British Heart Foundation Glasgow Cardiovascular Research Centre, Institute of Cardiovascular and Medical Sciences, University of Glasgow, Glasgow, UK.
Artif Intell Med. 2021 Sep;119:102140. doi: 10.1016/j.artmed.2021.102140. Epub 2021 Aug 11.

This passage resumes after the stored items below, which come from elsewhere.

//! Filesystem layer: the VFS mount router, the read-only packed filesystem
//! (OJFS) and the in-memory read-write filesystem (RAMFS).
//!
//! Backends implement [`FileSystem`], a capability table in which every
//! operation is optional. The [`vfs::Vfs`] router resolves absolute paths to
//! a mount, strips the mount prefix and forwards the call to the backend.

#![cfg_attr(not(test), no_std)]

use core::fmt;

pub mod ojfs;
pub mod path;
pub mod ramfs;
pub mod vfs;

/// Longest file name component, in bytes.
pub const NAME_MAX: usize = 255;

/// Filesystem errors.
#[derive(Debug, Clone, Copy, PartialEq, Eq)]
pub enum FsError {
    /// No such file or directory.
    NotFound,
    /// The target name is already taken.
    AlreadyExists,
    /// A directory was required.
    NotADirectory,
    /// A regular file was required.
    IsADirectory,
    /// The directory still has children.
    NotEmpty,
    /// A malformed path, flag combination or seek target.
    InvalidArgument,
    /// A path component exceeds [`NAME_MAX`] or a path exceeds its buffer.
    NameTooLong,
    /// The handle is not open.
    BadFd,
    /// The handle was not opened for this kind of access.
    PermissionDenied,
    /// The filesystem or mount is read-only.
    ReadOnly,
    /// Source and destination are on different mounts.
    CrossMount,
    /// The backend does not implement this operation.
    NotSupported,
    /// Every handle slot is in use.
    HandlesExhausted,
    /// Every mount slot is in use.
    MountTableFull,
    /// A filesystem is already mounted at this exact path.
    AlreadyMounted,
    /// Nothing is mounted at this path.
    NotMounted,
    /// Handles are still open on the mount.
    Busy,
    /// The data arena is exhausted.
    NoSpace,
    /// The node table is exhausted.
    NoFreeNodes,
    /// On-disk structures are inconsistent.
    Corrupt,
    /// The backing store failed.
    IoError,
}

impl fmt::Display for FsError {
    fn fmt(&self, f: &mut fmt::Formatter<'_>) -> fmt::Result {
        f.write_str(match self {
            Self::NotFound => "no such file or directory",
            Self::AlreadyExists => "file exists",
            Self::NotADirectory => "not a directory",
            Self::IsADirectory => "is a directory",
            Self::NotEmpty => "directory not empty",
            Self::InvalidArgument => "invalid argument",
            Self::NameTooLong => "name too long",
            Self::BadFd => "bad file handle",
            Self::PermissionDenied => "permission denied",
            Self::ReadOnly => "read-only filesystem",
            Self::CrossMount => "cross-mount operation",
            Self::NotSupported => "operation not supported",
            Self::HandlesExhausted => "too many open handles",
            Self::MountTableFull => "mount table full",
            Self::AlreadyMounted => "already mounted",
            Self::NotMounted => "not mounted",
            Self::Busy => "resource busy",
            Self::NoSpace => "no space left",
            Self::NoFreeNodes => "no free nodes",
            Self::Corrupt => "filesystem corrupt",
            Self::IoError => "I/O error",
        })
    }
}

/// The type of a filesystem object.
#[derive(Debug, Clone, Copy, PartialEq, Eq)]
pub enum VfsFileType {
    /// Unused slot or unrecognized entry.
    Unknown,
    /// Regular file.
    File,
    /// Directory.
    Directory,
    /// Application bundle: a directory whose name ends in `.app`.
    Bundle,
    /// Symbolic link.
    Symlink,
}

impl VfsFileType {
    /// Directories and bundles.
    pub const fn is_dir(self) -> bool {
        matches!(self, Self::Directory | Self::Bundle)
    }
}

bitflags::bitflags! {
    /// Flags passed to `open`.
    #[derive(Debug, Clone, Copy, PartialEq, Eq)]
    pub struct OpenFlags: u32 {
        /// Open for reading.
        const READ = 1 << 0;
        /// Open for writing.
        const WRITE = 1 << 1;
        /// Create the file if it does not exist.
        const CREATE = 1 << 2;
        /// Discard existing contents.
        const TRUNCATE = 1 << 3;
        /// Start positioned at end of file.
        const APPEND = 1 << 4;
    }
}

impl OpenFlags {
    /// Flags that modify the filesystem and are refused on read-only mounts.
    pub const MUTATING: Self = Self::WRITE.union(Self::CREATE).union(Self::TRUNCATE);

    /// Whether any mutating flag is set.
    pub const fn is_mutating(self) -> bool {
        self.intersects(Self::MUTATING)
    }
}

bitflags::bitflags! {
    /// Permission bits stored with every file.
    #[derive(Debug, Clone, Copy, PartialEq, Eq)]
    pub struct Permissions: u32 {
        /// Readable.
        const READ = 1 << 0;
        /// Writable.
        const WRITE = 1 << 1;
        /// Executable.
        const EXECUTE = 1 << 2;
        /// Owned by the system image.
        const SYSTEM = 1 << 7;
    }
}

impl Permissions {
    /// `READ`.
    pub const fn read_only() -> Self {
        Self::READ
    }

    /// `READ | WRITE`.
    pub const fn read_write() -> Self {
        Self::READ.union(Self::WRITE)
    }
}

/// Origin for `seek`.
#[derive(Debug, Clone, Copy, PartialEq, Eq)]
pub enum Whence {
    /// From the start of the file.
    Set,
    /// From the current position.
    Cur,
    /// From the end of the file.
    End,
}

/// Computes a seek target and checks that it lies within `[0, size]`.
///
/// # Errors
///
/// [`FsError::InvalidArgument`] for a target before the start or past the end.
pub fn seek_target(current: u64, size: u64, offset: i64, whence: Whence) -> Result<u64, FsError> {
    let base = match whence {
        Whence::Set => 0,
        Whence::Cur => current,
        Whence::End => size,
    };
    let target = i128::from(base) + i128::from(offset);
    match u64::try_from(target) {
        Ok(pos) if pos <= size => Ok(pos),
        _ => Err(FsError::InvalidArgument),
    }
}

/// File metadata.
#[derive(Debug, Clone, Copy, PartialEq, Eq)]
pub struct Stat {
    /// Object type.
    pub file_type: VfsFileType,
    /// Size in bytes (0 for directories).
    pub size: u64,
    /// Permission bits.
    pub permissions: Permissions,
    /// Owner.
    pub uid: u32,
    /// Creation stamp.
    pub created: u64,
    /// Last modification stamp.
    pub modified: u64,
    /// Backend-specific object number.
    pub inode: u64,
}

/// A file name component stored inline.
#[derive(Clone, Copy)]
pub struct FileName {
    len: u8,
    bytes: [u8; NAME_MAX],
}

impl FileName {
    /// The empty name (used by root directories).
    pub const EMPTY: Self = Self {
        len: 0,
        bytes: [0; NAME_MAX],
    };

    /// Copies `name`.
    ///
    /// # Errors
    ///
    /// [`FsError::NameTooLong`] past [`NAME_MAX`] bytes.
    pub fn new(name: &str) -> Result<Self, FsError> {
        let len = u8::try_from(name.len()).map_err(|_| FsError::NameTooLong)?;
        let mut bytes = [0; NAME_MAX];
        bytes[..name.len()].copy_from_slice(name.as_bytes());
        Ok(Self { len, bytes })
    }

    /// The name.
    pub fn as_str(&self) -> &str {
        // Only ever filled from a `&str`.
        core::str::from_utf8(&self.bytes[..usize::from(self.len)]).unwrap_or_default()
    }

    /// Whether the name is empty.
    pub fn is_empty(&self) -> bool {
        self.len == 0
    }
}

impl PartialEq for FileName {
    fn eq(&self, other: &Self) -> bool {
        self.as_str() == other.as_str()
    }
}

impl Eq for FileName {}

impl PartialEq<str> for FileName {
    fn eq(&self, other: &str) -> bool {
        self.as_str() == other
    }
}

impl PartialEq<&str> for FileName {
    fn eq(&self, other: &&str) -> bool {
        self.as_str() == *other
    }
}

impl fmt::Debug for FileName {
    fn fmt(&self, f: &mut fmt::Formatter<'_>) -> fmt::Result {
        fmt::Debug::fmt(self.as_str(), f)
    }
}

impl fmt::Display for FileName {
    fn fmt(&self, f: &mut fmt::Formatter<'_>) -> fmt::Result {
        f.pad(self.as_str())
    }
}

/// One directory listing record.
#[derive(Debug, Clone, Copy, PartialEq, Eq)]
pub struct DirEntry {
    /// Entry name.
    pub name: FileName,
    /// Entry type.
    pub file_type: VfsFileType,
    /// Size in bytes.
    pub size: u64,
    /// Backend-specific object number.
    pub inode: u64,
}

/// A backend's own open-file or open-directory handle.
#[derive(Debug, Clone, Copy, PartialEq, Eq, Hash)]
pub struct FsHandle(pub u32);

impl FsHandle {
    pub(crate) const fn from_slot(slot: usize) -> Self {
        Self(slot as u32)
    }

    pub(crate) const fn slot(self) -> usize {
        self.0 as usize
    }
}

/// Stores `value` in the first free slot of a handle pool.
pub(crate) fn claim_slot<T>(pool: &mut [Option<T>], value: T) -> Result<usize, FsError> {
    let slot = pool
        .iter()
        .position(Option::is_none)
        .ok_or(FsError::HandlesExhausted)?;
    pool[slot] = Some(value);
    Ok(slot)
}

pub(crate) fn slot_ref<T>(pool: &[Option<T>], slot: usize) -> Result<&T, FsError> {
    pool.get(slot).and_then(Option::as_ref).ok_or(FsError::BadFd)
}

pub(crate) fn slot_mut<T>(pool: &mut [Option<T>], slot: usize) -> Result<&mut T, FsError> {
    pool.get_mut(slot).and_then(Option::as_mut).ok_or(FsError::BadFd)
}

pub(crate) fn release_slot<T>(pool: &mut [Option<T>], slot: usize) -> Result<T, FsError> {
    pool.get_mut(slot).and_then(Option::take).ok_or(FsError::BadFd)
}

/// The capability table a filesystem backend exposes to the VFS.
///
/// Paths are relative to the mount point and always start with `/`. Every
/// method is optional and defaults to [`FsError::NotSupported`]; the VFS
/// surfaces that failure instead of silently ignoring it. The `exists`,
/// `isdir` and `isfile` predicates are fast paths: when absent, the VFS
/// answers them through `stat`.
pub trait FileSystem: Sync {
    /// Backend name for diagnostics.
    fn name(&self) -> &'static str;

    /// Opens a file.
    fn open(&self, path: &str, flags: OpenFlags) -> Result<FsHandle, FsError> {
        let _ = (path, flags);
        Err(FsError::NotSupported)
    }

    /// Releases a file handle.
    fn close(&self, handle: FsHandle) -> Result<(), FsError> {
        let _ = handle;
        Err(FsError::NotSupported)
    }

    /// Reads at the handle's position and advances it.
    fn read(&self, handle: FsHandle, buf: &mut [u8]) -> Result<usize, FsError> {
        let _ = (handle, buf);
        Err(FsError::NotSupported)
    }

    /// Writes at the handle's position and advances it.
    fn write(&self, handle: FsHandle, buf: &[u8]) -> Result<usize, FsError> {
        let _ = (handle, buf);
        Err(FsError::NotSupported)
    }

    /// Moves the handle's position. Returns the new position.
    fn seek(&self, handle: FsHandle, offset: i64, whence: Whence) -> Result<u64, FsError> {
        let _ = (handle, offset, whence);
        Err(FsError::NotSupported)
    }

    /// Current position of the handle.
    fn tell(&self, handle: FsHandle) -> Result<u64, FsError> {
        let _ = handle;
        Err(FsError::NotSupported)
    }

    /// Metadata for a path.
    fn stat(&self, path: &str) -> Result<Stat, FsError> {
        let _ = path;
        Err(FsError::NotSupported)
    }

    /// Opens a directory for listing.
    fn opendir(&self, path: &str) -> Result<FsHandle, FsError> {
        let _ = path;
        Err(FsError::NotSupported)
    }

    /// Releases a directory handle.
    fn closedir(&self, handle: FsHandle) -> Result<(), FsError> {
        let _ = handle;
        Err(FsError::NotSupported)
    }

    /// Next entry, or `None` at the end of the listing.
    fn readdir(&self, handle: FsHandle) -> Result<Option<DirEntry>, FsError> {
        let _ = handle;
        Err(FsError::NotSupported)
    }

    /// Restarts the listing.
    fn rewinddir(&self, handle: FsHandle) -> Result<(), FsError> {
        let _ = handle;
        Err(FsError::NotSupported)
    }

    /// Creates a directory.
    fn mkdir(&self, path: &str) -> Result<(), FsError> {
        let _ = path;
        Err(FsError::NotSupported)
    }

    /// Removes a file or an empty directory.
    fn unlink(&self, path: &str) -> Result<(), FsError> {
        let _ = path;
        Err(FsError::NotSupported)
    }

    /// Moves an object within this filesystem.
    fn rename(&self, from: &str, to: &str) -> Result<(), FsError> {
        let _ = (from, to);
        Err(FsError::NotSupported)
    }

    /// Whether `path` names anything.
    fn exists(&self, path: &str) -> Result<bool, FsError> {
        let _ = path;
        Err(FsError::NotSupported)
    }

    /// Whether `path` names a directory or bundle.
    fn isdir(&self, path: &str) -> Result<bool, FsError> {
        let _ = path;
        Err(FsError::NotSupported)
    }

    /// Whether `path` names a regular file.
    fn isfile(&self, path: &str) -> Result<bool, FsError> {
        let _ = path;
        Err(FsError::NotSupported)
    }
}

Combining biomechanical modelling of left ventricular (LV) function and dysfunction with cardiac magnetic resonance (CMR) imaging has the potential to improve the prognosis of patient-specific cardiovascular disease risks. Biomechanical studies of LV function in three dimensions usually rely on a computerized representation of the LV geometry based on finite element discretization, which is essential for numerically simulating in vivo cardiac dynamics. Detailed knowledge of the LV geometry is also relevant for various other clinical applications, such as assessing the LV cavity volume and wall thickness. Accurately and automatically reconstructing personalized LV geometries from conventional CMR images with minimal manual intervention is still a challenging task, which is a pre-requisite for any subsequent automated biomechanical analysis. We propose a deep learning-based automatic pipeline for predicting the three-dimensional LV geometry directly from routinely-available CMR cine images, without the need to manually annotate the ventricular wall. Our framework takes advantage of a low-dimensional representation of the high-dimensional LV geometry based on principal component analysis. We analyze how the inference of myocardial passive stiffness is affected by using our automatically generated LV geometries instead of manually generated ones. These insights will inform the development of statistical emulators of LV dynamics to avoid computationally expensive biomechanical simulations. Our proposed framework enables accurate LV geometry reconstruction, outperforming previous approaches by delivering a reconstruction error 50% lower than reported in the literature. We further demonstrate that for a nonlinear cardiac mechanics model, using our reconstructed LV geometries instead of manually extracted ones only moderately affects the inference of passive myocardial stiffness described by an anisotropic hyperelastic constitutive law. The developed methodological framework has the potential to make an important step towards personalized medicine by eliminating the need for time consuming and costly manual operations. In addition, our method automatically maps the CMR scan into a low-dimensional representation of the LV geometry, which constitutes an important stepping stone towards the development of an LV geometry-heterogeneous emulator.
将左心室(LV)功能和功能障碍的生物力学建模与心脏磁共振(CMR)成像相结合,有可能改善患者特定心血管疾病风险的预后。LV 功能的三维生物力学研究通常依赖于基于有限元离散化的 LV 几何形状的计算机表示,这对于数值模拟体内心脏动力学至关重要。LV 几何形状的详细知识也与各种其他临床应用相关,例如评估 LV 腔体积和壁厚度。从常规 CMR 图像中自动且准确地重建个性化的 LV 几何形状,而无需进行最小的手动干预,仍然是一项具有挑战性的任务,这是任何后续自动化生物力学分析的前提。我们提出了一种基于深度学习的自动流水线,可直接从常规 CMR 电影图像预测三维 LV 几何形状,而无需手动标记心室壁。我们的框架利用基于主成分分析的高维 LV 几何形状的低维表示。我们分析了使用我们自动生成的 LV 几何形状代替手动生成的 LV 几何形状来推断心肌被动刚度会受到什么影响。这些见解将为 LV 动力学的统计仿真器的开发提供信息,以避免计算昂贵的生物力学模拟。我们提出的框架能够实现准确的 LV 几何形状重建,其重建误差比文献中报道的低 50%,优于以前的方法。我们进一步证明,对于非线性心脏力学模型,使用我们重建的 LV 几何形状代替手动提取的 LV 几何形状,仅适度影响各向异性超弹性本构律描述的被动心肌刚度的推断。所开发的方法框架有可能通过消除耗时且昂贵的手动操作的需求,在迈向个性化医疗方面迈出重要一步。此外,我们的方法自动将 CMR 扫描映射到 LV 几何形状的低维表示,这是开发 LV 几何形状异质仿真器的重要垫脚石。